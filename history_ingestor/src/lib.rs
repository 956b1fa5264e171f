//! Clients for the two external systems the version database is built from: the
//! revision host that lists commits per branch, and the evaluator that turns a
//! commit into a package set.

pub mod extractor;
pub mod models;
pub mod providers;
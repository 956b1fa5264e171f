use secrecy::SecretString;

/// Reads an optional credential from the environment.
///
/// Unset and empty variables both yield `None`, so a blank `GITHUB_TOKEN=`
/// line in a `.env` file means "no credentials" rather than an empty bearer token.
pub fn get_secret_env_var(name: &str) -> Option<SecretString> {
    match std::env::var(name) {
        Ok(v) if !v.trim().is_empty() => Some(SecretString::from(v)),
        _ => None,
    }
}
//! GitHub REST implementation of [`HistoryProvider`](crate::providers::HistoryProvider).

pub mod params;
pub mod provider;
pub mod response;

pub use provider::{GithubConfig, GithubProvider};
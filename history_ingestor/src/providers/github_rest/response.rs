use chrono::{DateTime, Utc};
use serde::Deserialize;

#[derive(Deserialize, Debug)]
pub struct GithubCommitSignature {
    pub date: Option<DateTime<Utc>>,
}

#[derive(Deserialize, Debug)]
pub struct GithubCommitDetail {
    pub committer: Option<GithubCommitSignature>,
}

/// One element of the `GET /repos/{owner}/{repo}/commits` array.
#[derive(Deserialize, Debug)]
pub struct GithubCommit {
    pub sha: String,
    pub commit: GithubCommitDetail,
}

impl GithubCommit {
    pub fn committed_at(&self) -> Option<DateTime<Utc>> {
        self.commit.committer.as_ref().and_then(|c| c.date)
    }
}
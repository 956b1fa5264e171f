use async_trait::async_trait;
use indexmap::IndexMap;
use serde::Deserialize;
use snafu::ResultExt;
use tokio::process::Command;

use crate::{
    extractor::{ExtractionError, FailedSnafu, PackageExtractor, ParseSnafu, SpawnSnafu},
    models::{commit::Commit, package::Package},
};

/// Longest stderr tail kept in a [`ExtractionError::Failed`].
const STDERR_TAIL: usize = 2000;

#[derive(Deserialize, Debug, Default)]
struct NixEnvMeta {
    description: Option<String>,
}

/// One value of the `nix-env -qaP --json --meta` object, keyed by attribute path.
#[derive(Deserialize, Debug)]
struct NixEnvEntry {
    name: Option<String>,
    pname: Option<String>,
    version: Option<String>,
    #[serde(default)]
    meta: NixEnvMeta,
}

/// Evaluates nixpkgs at a commit with `nix-env`, fetching the source tarball by hash.
#[derive(Debug, Clone)]
pub struct NixEnvExtractor {
    program: String,
    archive_base: String,
}

impl NixEnvExtractor {
    /// `archive_base` is the URL prefix the commit tarball is fetched from,
    /// e.g. `https://github.com/NixOS/nixpkgs/archive`.
    pub fn new(program: impl Into<String>, archive_base: impl Into<String>) -> Self {
        Self {
            program: program.into(),
            archive_base: archive_base.into(),
        }
    }

    fn source_url(&self, commit: &Commit) -> String {
        format!(
            "{}/{}.tar.gz",
            self.archive_base.trim_end_matches('/'),
            commit
        )
    }
}

/// Parses `nix-env --json` output, keeping attribute order and skipping
/// derivations without a version.
pub(crate) fn parse_package_set(stdout: &[u8]) -> Result<Vec<Package>, ExtractionError> {
    let entries: IndexMap<String, NixEnvEntry> =
        serde_json::from_slice(stdout).context(ParseSnafu)?;

    let packages = entries
        .into_iter()
        .filter_map(|(attr_path, entry)| {
            let version = entry.version.filter(|v| !v.is_empty())?;
            let name = match (entry.pname, entry.name) {
                (Some(pname), _) => pname,
                (None, Some(full)) => full
                    .strip_suffix(&format!("-{version}"))
                    .map(str::to_string)
                    .unwrap_or(full),
                (None, None) => attr_path.clone(),
            };
            Some(Package {
                attr_path,
                name,
                version,
                description: entry.meta.description,
            })
        })
        .collect();

    Ok(packages)
}

/// The last [`STDERR_TAIL`] bytes of `stderr` at most, cut on a char boundary.
fn stderr_tail(stderr: &str) -> &str {
    let start = stderr.len().saturating_sub(STDERR_TAIL);
    let cut = stderr
        .char_indices()
        .map(|(i, _)| i)
        .find(|&i| i >= start)
        .unwrap_or(stderr.len());
    &stderr[cut..]
}

#[async_trait]
impl PackageExtractor for NixEnvExtractor {
    async fn packages_at(&self, commit: &Commit) -> Result<Vec<Package>, ExtractionError> {
        let url = self.source_url(commit);
        tracing::debug!(%commit, %url, "evaluating package set");

        let output = Command::new(&self.program)
            .args(["-qaP", "--json", "--meta", "-f"])
            .arg(&url)
            .kill_on_drop(true)
            .output()
            .await
            .context(SpawnSnafu {
                program: self.program.clone(),
            })?;

        if !output.status.success() {
            let stderr = String::from_utf8_lossy(&output.stderr);
            return FailedSnafu {
                commit: commit.clone(),
                status: output.status.to_string(),
                stderr: stderr_tail(&stderr).trim(),
            }
            .fail();
        }

        parse_package_set(&output.stdout)
    }
}

#[cfg(test)]
mod tests {
    use super::*;

    const SAMPLE: &str = r#"{
        "nixpkgs.hello": {
            "name": "hello-2.12.1",
            "pname": "hello",
            "version": "2.12.1",
            "meta": { "description": "A program that produces a familiar, friendly greeting" }
        },
        "nixpkgs.python3Packages.requests": {
            "name": "python3.11-requests-2.31.0",
            "version": "2.31.0"
        },
        "nixpkgs.someScript": {
            "name": "some-script",
            "version": ""
        }
    }"#;

    #[test]
    fn parses_entries_in_attribute_order() {
        let pkgs = parse_package_set(SAMPLE.as_bytes()).unwrap();
        assert_eq!(pkgs.len(), 2);

        assert_eq!(pkgs[0].attr_path, "nixpkgs.hello");
        assert_eq!(pkgs[0].name, "hello");
        assert_eq!(pkgs[0].version, "2.12.1");
        assert!(pkgs[0].description.as_deref().unwrap().contains("greeting"));

        // no pname: strip "-<version>" off the derivation name
        assert_eq!(pkgs[1].name, "python3.11-requests");
        assert_eq!(pkgs[1].description, None);
    }

    #[test]
    fn garbage_is_a_parse_error() {
        let err = parse_package_set(b"error: attribute missing").unwrap_err();
        assert!(matches!(err, ExtractionError::Parse { .. }));
    }

    #[test]
    fn stderr_is_cut_to_its_tail_on_a_char_boundary() {
        assert_eq!(stderr_tail("error: boom"), "error: boom");

        // 3-byte chars put the byte cut point mid-character
        let long = format!("{}end", "…".repeat(STDERR_TAIL));
        let tail = stderr_tail(&long);
        assert!(tail.len() <= STDERR_TAIL, "kept {} bytes", tail.len());
        assert!(tail.len() > STDERR_TAIL - 3);
        assert!(tail.ends_with("end"));
        assert!(tail.starts_with('…'));
    }

    #[test]
    fn tarball_url_is_built_from_commit() {
        let x = NixEnvExtractor::new("nix-env", "https://example.org/archive/");
        assert_eq!(
            x.source_url(&Commit::new("abc123")),
            "https://example.org/archive/abc123.tar.gz"
        );
    }

    #[tokio::test]
    async fn missing_program_is_a_spawn_error() {
        let x = NixEnvExtractor::new("/nonexistent/nix-env-for-tests", "https://example.org");
        let err = x.packages_at(&Commit::new("abc123")).await.unwrap_err();
        assert!(matches!(err, ExtractionError::Spawn { .. }), "{err}");
    }
}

Brief: Take from the material above the lines running from the one with "#[derive(Deserialize, Debug, Default)]" through the one with "the URL prefix", and repeat them exactly, with nothing else.

Output:
#[derive(Deserialize, Debug, Default)]
struct NixEnvMeta {
    description: Option<String>,
}

/// One value of the `nix-env -qaP --json --meta` object, keyed by attribute path.
#[derive(Deserialize, Debug)]
struct NixEnvEntry {
    name: Option<String>,
    pname: Option<String>,
    version: Option<String>,
    #[serde(default)]
    meta: NixEnvMeta,
}

/// Evaluates nixpkgs at a commit with `nix-env`, fetching the source tarball by hash.
#[derive(Debug, Clone)]
pub struct NixEnvExtractor {
    program: String,
    archive_base: String,
}

impl NixEnvExtractor {
    /// `archive_base` is the URL prefix the commit tarball is fetched from,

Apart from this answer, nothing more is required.